In 2019, Ina Garten appeared on the "Today" show in a segment called "Hot or Not." Along with her stance on kale and avocado toast (both of which she placed in the "Hot" category), Garten banished pumpkin spice lattes to the "Not" category, adding as she giggled, "I like coffee to taste like coffee." While perhaps disappointing to some, the fall beverage has been relegated to the list of foods Garten doesn't like

The mega-popular seasonal flavor took off in 2003 after Starbucks launched its PSL. In 2022, CNN reported that the chain has sold over 600 million of the beverage since its inception, sparking nearly every food chain and manufacturer to capitalize on the craze. Starbucks continues to roll out pumpkin spice-flavored items like this year's new drink, the Iced Pumpkin Cream Chai Tea Latte. Plus, it brought back Pumpkin Cream Cold Brews and Pumpkin Cream Cheese Muffins. Breweries followed suit with the release of pumpkin spice beers.

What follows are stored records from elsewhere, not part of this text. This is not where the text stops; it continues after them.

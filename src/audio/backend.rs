use crate::foundation::error::StoryResult;
use crate::scene::model::AudioTrack;

/// Load progress of a transport's source.
#[derive(Clone, Copy, Debug, PartialEq, Eq)]
pub enum LoadState {
    /// Source still fetching or decoding.
    Loading,
    /// Ready to play.
    Ready,
    /// Source could not be loaded; the transport will never play.
    Failed,
}

/// A playback handle for one loaded track.
///
/// Positions are seconds from the start of the source. Implementations must tolerate any call
/// in any state; a failed or unloaded transport ignores commands.
pub trait Transport {
    /// Current load state.
    fn load_state(&self) -> LoadState;
    /// Whether audio is currently advancing.
    fn is_playing(&self) -> bool;
    /// Start or resume from the current position.
    fn play(&mut self);
    /// Pause, keeping the position.
    fn pause(&mut self);
    /// Pause and rewind to the start.
    fn stop(&mut self);
    /// Move the play head.
    fn seek(&mut self, secs: f64);
    /// Current play head.
    fn position(&self) -> f64;
    /// Set the output gain in `[0, 1]`.
    fn set_volume(&mut self, volume: f32);
    /// Current output gain.
    fn volume(&self) -> f32;
    /// Release the source. The transport is inert afterwards.
    fn unload(&mut self);
}

/// Creates transports for tracks.
pub trait AudioBackend {
    /// Start loading `track`.
    ///
    /// An `Err` means the track could not even be requested. Asynchronous failures surface later
    /// through [`Transport::load_state`].
    fn load(&mut self, track: &AudioTrack) -> StoryResult<Box<dyn Transport>>;
}
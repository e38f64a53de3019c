//! Sandboxed condition expressions for choice visibility.
//!
//! The grammar is a small side-effect-free subset of script expressions: literals, dotted
//! variable paths, unary/binary operators and `?:`. There are no calls, no assignment and no
//! access to anything but the variable map handed to evaluation.

pub(crate) mod ast;
pub(crate) mod condition;
pub(crate) mod error;
pub(crate) mod eval;
pub(crate) mod lexer;
pub(crate) mod parser;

Coincidence or not, over the past two years, pumpkin spice-flavored product sales have declined 1.5%, forcing some manufacturers to rethink the new fall classic. According to Fortune, there was a 5% decrease this year, leaving us to wonder whether Martha Stewart just landed the death blow (or coup de grâce, as she would probably put it) to pumpkin spice. Nothing can be expected to survive a one-two punch from Garten and Stewart.